Learning to don the decontamination suit and then work in it in the intense heat in Anniston, Ala., where the training center is located, is part of the value of the exercise, participants said.

“It is one thing to have educational material and watch film about what to do. But there is no better way to duplicate the real experience than to put on the garb and decontaminate and stabilize patients,” said Dr. John Venglarcik III, medical director of the Mahoning County District Board of Health, who also attended the training.

The Homeland Security Department’s Hospital Emergency Response Training for Mass Casualty Incidents and other training sessions are paid for by the Federal Emergency Management Agency. The only costs to the hospitals are the salaries of their employees participating and temporary help if replacements are needed.

“I think every penny spent on the facility and the training is worthwhile. I feel safer having been down there.
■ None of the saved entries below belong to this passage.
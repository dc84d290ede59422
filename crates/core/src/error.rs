/// Result alias that carries the custom [`MindbeatError`] type.
pub type Result<T> = std::result::Result<T, MindbeatError>;

/// Common error type for the core crate.
#[derive(Debug, thiserror::Error)]
pub enum MindbeatError {
    /// Wrapper around standard IO errors.
    #[error("{0}")]
    Io(#[from] std::io::Error),
    /// A caller supplied a value outside the accepted domain.
    #[error("invalid input: {0}")]
    InvalidInput(&'static str),
    /// The configuration file could not be parsed.
    #[error("invalid configuration: {0}")]
    Config(#[from] toml::de::Error),
    /// A collaborator answered with JSON we could not decode.
    #[error("malformed response: {0}")]
    Json(#[from] serde_json::Error),
    /// Capture, display or audio device failure.
    #[error("device error: {0}")]
    Device(String),
    /// The emotion classifier failed or produced no reading.
    #[error("classifier error: {0}")]
    Classifier(String),
    /// A network collaborator failed (timeout, transport, bad status).
    #[error("network error: {0}")]
    Network(String),
}

impl MindbeatError {
    pub fn device<T: Into<String>>(msg: T) -> Self {
        Self::Device(msg.into())
    }

    pub fn classifier<T: Into<String>>(msg: T) -> Self {
        Self::Classifier(msg.into())
    }

    pub fn network<T: Into<String>>(msg: T) -> Self {
        Self::Network(msg.into())
    }
}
The fact that we haven’t had another terrorist attack is perhaps not an accident. These people are on top if it. This is government doing what it is supposed to,” Dr. Venglarcik said.

Plus, he said, the training was “educationally as well-done as anything I’ve ever come into contact with, and I’ve taught all over the world. They tell you what they are going to teach you, using slides and printed material, and give you time to ask questions. Then they have you do it [the exercise] in real time, providing immediate hands-on reinforcement of the information. That is the best way to learn.”
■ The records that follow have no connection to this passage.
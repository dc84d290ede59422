use serde::{Deserialize, Serialize};

use crate::{AudioBuffer, Result};

/// What to do when a session is requested while another is still sounding.
///
/// `Overlap` is the historic behaviour, where every `g` press started an
/// independent stream. `Replace` is the default so sessions never stack.
#[derive(Debug, Clone, Copy, PartialEq, Eq, Default, Serialize, Deserialize)]
#[serde(rename_all = "snake_case")]
pub enum PlaybackPolicy {
    /// Stop the current stream, then start the new one.
    #[default]
    Replace,
    /// Let streams overlap acoustically (historic behaviour).
    Overlap,
    /// Ignore the request until the current stream finishes.
    RejectWhileActive,
}

/// A stream that is (or was) sounding on the output device.
pub trait ActiveStream {
    /// True once every sample has been handed to the device.
    fn is_finished(&self) -> bool;
    /// Halts output. Dropping a stream must also halt it.
    fn stop(&mut self);
}

/// Output device capable of starting asynchronous stereo playback.
pub trait AudioOutput {
    type Stream: ActiveStream;

    /// Begins playing `buffer` and returns without waiting for completion.
    fn start(&mut self, buffer: AudioBuffer) -> Result<Self::Stream>;
}

/// Result of a [`PlaybackDispatcher::play`] request.
#[derive(Debug, Clone, Copy, PartialEq, Eq)]
pub enum Dispatch {
    Started,
    /// The previous session was stopped to make room.
    Replaced,
    /// A session was already active and the policy rejects new ones.
    Rejected,
    /// The device refused the stream; the error has been logged.
    DeviceUnavailable,
}

/// Fire-and-forget front end for an [`AudioOutput`]. Device failures are
/// logged and never surface to the caller.
pub struct PlaybackDispatcher<O: AudioOutput> {
    output: O,
    policy: PlaybackPolicy,
    active: Vec<O::Stream>,
}

impl<O: AudioOutput> PlaybackDispatcher<O> {
    pub fn new(output: O, policy: PlaybackPolicy) -> Self {
        Self {
            output,
            policy,
            active: Vec::new(),
        }
    }

    pub fn policy(&self) -> PlaybackPolicy {
        self.policy
    }

    /// Number of streams that are still sounding.
    pub fn active_streams(&mut self) -> usize {
        self.prune();
        self.active.len()
    }

    pub fn play(&mut self, buffer: AudioBuffer) -> Dispatch {
        self.prune();

        let mut replaced = false;
        match self.policy {
            PlaybackPolicy::RejectWhileActive if !self.active.is_empty() => {
                tracing::info!("session already playing, ignoring request");
                return Dispatch::Rejected;
            }
            PlaybackPolicy::Replace => {
                for mut stream in self.active.drain(..) {
                    stream.stop();
                    replaced = true;
                }
            }
            _ => {}
        }

        let frames = buffer.len();
        let sample_rate = buffer.sample_rate();
        match self.output.start(buffer) {
            Ok(stream) => {
                tracing::debug!(frames, sample_rate, replaced, "playback started");
                self.active.push(stream);
                if replaced {
                    Dispatch::Replaced
                } else {
                    Dispatch::Started
                }
            }
            Err(err) => {
                tracing::warn!(error = %err, "audio output unavailable");
                Dispatch::DeviceUnavailable
            }
        }
    }

    /// Stops every active stream.
    pub fn stop_all(&mut self) {
        for mut stream in self.active.drain(..) {
            stream.stop();
        }
    }

    fn prune(&mut self) {
        self.active.retain(|stream| !stream.is_finished());
    }
}

impl<O: AudioOutput> Drop for PlaybackDispatcher<O> {
    fn drop(&mut self) {
        self.stop_all();
    }
}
Some of the local trainees, such as Patricia Melnykovich, director of employee health and wellness and safety officer for Humility of Mary Health Partners, are supervisors and likely would be in command centers in a disaster.

“Because we went through the training, we have a much better understanding of what the nurses and doctors and others go through. It gives me confidence that we would know how to assist our staff in a disaster situation, from both an employee and patient perspective,” she said

“It also gives us the knowledge to pass the training along to other employees when we return to our hospitals,” said Melnykovich, who was an emergency nurse for many years.

“What I brought back was a lot of confidence because I learned we were on the right track for disaster preparedness. We knew what we had to do but never had a chance to put it into practice at that level,” said Tammy Howard, stroke coordinator and emergency department educator at Northside Medical Center.

“The trainers threw things at us to try and rattle us, and it was good to know we were up to dealing with them in the emergency- treatment area. My first patient was a mannequin with a tree limb sticking out of its chest. Then somebody set off a simulated bomb in the emergency-treatment area. They really stretched us,” she said.

Trainees also had to deal with the media, distraught patients and family members, played by human actors, all while trying to triage, decontaminate and provide medical care for the mannequin patients, they said.

The other major benefit of the training is a better working relationship between health-care competitors Forum Health and Humility of Mary Health Partners.

There is a memorandum of understanding that the two institutions would work together for the good of the community in case of an emergency, said Melnykovich.

“It was really good because we all got down in the dirt together. We built a higher level of trust between the two institutions [Forum Health and HMHP]. It taught us how to better communicate with each other and the public,” said Nancy Guiler, clinical nurse manager of the Northside emergency room.

“We are competitors, but when the community needs us, we are side by side,” Carrera said.